Ractor::Selector to wait multiple ractors

Added by ko1 (Koichi Sasada) almost 2 years ago. Updated 9 months ago.

Status:
Assigned
Target version:
[ruby-core:112656]

Description

This ticket propose Ractor::Selector API to wait multiple ractor events.

Now, if we want to wait for taking from r1, r2 and r3, we can use Ractor.select() like that.

r, v = Ractor.select(r1, r2, r3)
p "taking an object #{v} from #{r}"

With proposed Ractor::Selector API, we can write the following:

selector = Ractor::Selector.new(r1, r2) # make a waiting set with r1 and r2
selector.add(r3) # we can add r3 to the waiting set after that.
selector.add(r4)
selector.remove(r4) # we can remove r4 from the waiting set.

r, v = selector.wait
p "taking an object #{v} from #{r}"
  • Ractor::Selector.new(*ractors): creates a selector.
  • Ractor::Selector#add(r): adds r to the waiting set.
  • Ractor::Selector#remove(r): removes r from the waiting set.
  • Ractor::Selector#clear: remove all ractors from the waiting set.
  • Ractor::Selector#empty?: returns if the waiting set is empty or not.
  • Ractor::Selector#wait: waits for the ractor events from the waiting set.

https://github.com/ruby/ruby/blob/master/ractor.rb#L380

The advantages comparing with Ractor.select are:

  • (1) (API design) We can preset the waiting set before waiting.
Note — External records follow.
//! Vertex types for 2D rendering

use bytemuck::{Pod, Zeroable};

/// Simple 2D vertex with position and color
#[repr(C)]
#[derive(Copy, Clone, Debug, PartialEq, Pod, Zeroable)]
pub struct Vertex {
    pub position: [f32; 2],
    pub color: [f32; 4],
}

impl Vertex {
    /// Byte stride of one vertex in a buffer
    pub const STRIDE: usize = std::mem::size_of::<Vertex>();
    /// Byte offset of `color` within a vertex
    pub const COLOR_OFFSET: usize = std::mem::size_of::<[f32; 2]>();

    pub const fn new(x: f32, y: f32, color: [f32; 4]) -> Self {
        Self {
            position: [x, y],
            color,
        }
    }
}

/// View a vertex list as raw bytes for upload
pub fn as_bytes(vertices: &[Vertex]) -> &[u8] {
    bytemuck::cast_slice(vertices)
}

/// 8-bit RGB plus alpha to normalized RGBA
pub fn rgb(color: [u8; 3], alpha: f32) -> [f32; 4] {
    [
        color[0] as f32 / 255.0,
        color[1] as f32 / 255.0,
        color[2] as f32 / 255.0,
        alpha,
    ]
}

/// Mix toward white by `amount` (0 = unchanged, 1 = white)
pub fn lighten(color: [f32; 4], amount: f32) -> [f32; 4] {
    [
        color[0] + (1.0 - color[0]) * amount,
        color[1] + (1.0 - color[1]) * amount,
        color[2] + (1.0 - color[2]) * amount,
        color[3],
    ]
}

pub fn with_alpha(color: [f32; 4], alpha: f32) -> [f32; 4] {
    [color[0], color[1], color[2], alpha]
}

/// Colors for game elements
pub mod colors {
    pub const BACKGROUND: [f32; 4] = [0.07, 0.07, 0.10, 1.0];
    pub const HUD_BAND: [f32; 4] = [0.0, 0.0, 0.0, 0.59];
    pub const OBSTACLE: [f32; 4] = [0.35, 0.35, 0.42, 1.0];
    pub const MOVER: [f32; 4] = [0.55, 0.55, 0.65, 1.0];
    pub const HIGHLIGHT: [f32; 4] = [1.0, 1.0, 1.0, 0.18];
    pub const TAGGER_RING: [f32; 4] = [1.0, 0.82, 0.0, 1.0];
    pub const SHIELD_RING: [f32; 4] = [0.45, 0.8, 1.0, 0.9];
    pub const PROTECTION_RING: [f32; 4] = [1.0, 1.0, 1.0, 0.8];
    pub const INVINCIBLE_AURA: [f32; 4] = [0.7, 0.5, 1.0, 0.35];
    pub const WARNING: [f32; 4] = [1.0, 0.2, 0.2, 100.0 / 255.0];

    pub const POWER_SPEED: [f32; 4] = [1.0, 0.85, 0.2, 1.0];
    pub const POWER_SHIELD: [f32; 4] = [0.35, 0.75, 1.0, 1.0];
    pub const POWER_FREEZE: [f32; 4] = [0.7, 0.95, 1.0, 1.0];
    pub const POWER_TELEPORT: [f32; 4] = [0.8, 0.4, 1.0, 1.0];

    pub const DUEL_WALL: [f32; 4] = [0.24, 0.24, 0.24, 1.0];
    pub const DUEL_WALL_SHADOW: [f32; 4] = [0.12, 0.12, 0.12, 1.0];
    pub const WEAPON: [f32; 4] = [0.98, 0.86, 0.39, 1.0];
    pub const BULLET: [f32; 4] = [0.94, 0.94, 0.55, 1.0];
    pub const SLASH_HIT: [f32; 4] = [1.0, 0.86, 0.47, 1.0];
    pub const SLASH_MISS: [f32; 4] = [1.0, 0.63, 0.39, 1.0];
}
Providing unified way to manage a waiting set seems better.
  • (2) (Performance) It is lighter than passing an array object to the Ractor.select(*rs) if rs is bigger and bigger.
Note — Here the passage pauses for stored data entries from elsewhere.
impl MatchState {
    /// Start a match and play the first round reset
    pub fn new(seed: u64, settings: &Settings, one: PlayerSetup, two: PlayerSetup) -> Self {
        let arena = Rect::new(0.0, 0.0, ARENA_WIDTH, ARENA_HEIGHT);
        let rules = settings.rules.clone();
        let mut rng = Pcg32::seed_from_u64(seed);
        let first_map = rules.map_rotation.order.first().copied().unwrap_or_default();
        let map = get_map(first_map, arena.w, arena.h, &mut rng);
        let players = [
            Player::new(PlayerSlot::One, one, KeyBindings::wasd(), &rules),
            Player::new(PlayerSlot::Two, two, KeyBindings::arrows(), &rules),
        ];

        let mut state = Self {
            seed,
            rng,
            rules,
            placement: settings.placement.clone(),
            arena,
            now_ms: 0.0,
            phase: MatchPhase::Playing,
            round_index: 1,
            wins: [0, 0],
            round_started_at: 0.0,
            tag_cooldown_until: 0.0,
            players,
            power_ups: Vec::new(),
            next_power_up_at: 0.0,
            map,
            map_cursor: 0,
            map_swapped_at: 0.0,
            invincible_until: 0.0,
            outcome: None,
            winner_message: String::new(),
            events: Vec::new(),
        };

        super::tick::reset_round(&mut state);
        log::info!(
            "Match started (seed {}): {} vs {}",
            seed,
            state.players[0].name,
            state.players[1].name
        );
        state
    }

    #[inline]
    pub fn player(&self, slot: PlayerSlot) -> &Player {
        &self.players[slot.index()]
    }

    #[inline]
    pub fn player_mut(&mut self, slot: PlayerSlot) -> &mut Player {
        &mut self.players[slot.index()]
    }

    /// Mutable access to `slot` and its opponent at once
    pub fn pair_mut(&mut self, slot: PlayerSlot) -> (&mut Player, &mut Player) {
        split_pair(&mut self.players, slot)
    }

    /// The current tagger, if the round has one
    pub fn tagger(&self) -> Option<PlayerSlot> {
        self.players.iter().find(|p| p.is_tagger).map(|p| p.slot)
    }

    /// Obstacle shapes at the current clock
    pub fn obstacles(&self) -> Obstacles {
        self.map.obstacles_at(self.now_ms)
    }

    pub fn remaining_ms(&self) -> i64 {
        (self.rules.round_ms as f64 - (self.now_ms - self.round_started_at)).ceil() as i64
    }

    #[inline]
    pub fn is_invincible(&self) -> bool {
        self.now_ms < self.invincible_until
    }

    /// Milliseconds until the next map swap, if rotation is on
    pub fn time_until_map_swap(&self) -> Option<f64> {
        let rotation = &self.rules.map_rotation;
        if !rotation.enabled || rotation.order.len() < 2 {
            return None;
        }
        Some(rotation.interval_ms as f64 - (self.now_ms - self.map_swapped_at))
    }

    /// Whether the pre-swap warning should be showing
    pub fn map_warning_active(&self) -> bool {
        self.time_until_map_swap()
            .is_some_and(|left| left <= self.rules.map_rotation.warning_ms as f64)
    }

    pub fn is_over(&self) -> bool {
        self.phase == MatchPhase::MatchOver
    }
}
For (2), it is important to supervise thousands of ractors.

Ractor::Selector#wait also has additional features:

  • wait(receive: true) also waits receiving.
    • Ractor.select(*rs, Ractor.current) does same, but I believe receive: true keyword is more direct to understand.
  • wait(yield_value: obj, move: true/false) also waits yielding.
    • Same as Ractor.select(yield_value: obj, move: true/false)
  • If a ractor r is closing, then #wait removes r automatically.
  • If there is no waiting ractors, it raises an exception (now Ractor::Error is raised but it should be a better exception class)
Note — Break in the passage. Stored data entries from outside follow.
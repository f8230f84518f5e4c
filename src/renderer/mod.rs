//! Rendering module
//!
//! Backend-neutral: the scene is plain shapes and HUD text, tessellated into
//! `bytemuck` vertices that any GPU API can upload as-is.

pub mod scene;
pub mod shapes;
pub mod vertex;

pub use scene::{DuelHud, Hud, Scene, Shape};
pub use vertex::Vertex;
With automatic removing, we can write the code to wait n tasks.

rs = n.times.map{ Ractor.new{ do_task } }
selector = Ractor::Selector.new(*rs)

loop do
  r, v = selector.wait
  handle_answers(r, v)
rescue Ractor::Error
  p :all_tasks_done
end

Without auto removing, we can write the following code.

rs = n.times.map{ Ractor.new{ do_task } }
selector = Ractor::Selector.new(*rs)

loop do
  r, v = selector.wait
  handle_answers(r, v)
rescue Ractor::ClosedError => e
  selector.remove e.ractor
rescue Ractor::Error
  p :all_tasks_done
end

# or on this case worker ractors only yield one value (at exit) so the following code works as well.

loop do
  r, v = selector.wait
  handle_answers(r, v)
  selector.remove r
rescue Ractor::Error
  p :all_tasks_done
end

I already merged it but I want to discuss about the spec.

Discussion:

  • The name Selector is acceptable?
  • Auto-removing seems convenient but it can hide the behavior.
    • allow auto-removing
    • allow auto-removing as configurable option
      • per ractor or per selector
      • which is default?
    • disallow auto-removing
  • What happens on no taking ractors
    • raise an exception (which exception?)
    • return nil simply

maybe and more...

Actions #1

Updated by ko1 (Koichi Sasada) almost 2 years ago

  • Description updated (diff)

Updated by ioquatix (Samuel Williams) almost 2 years ago

Is it compatible with fiber scheduler?

Updated by Eregon (Benoit Daloze) almost 2 years ago

ko1 (Koichi Sasada) wrote:

For (2), it is important to supervise thousands of ractors.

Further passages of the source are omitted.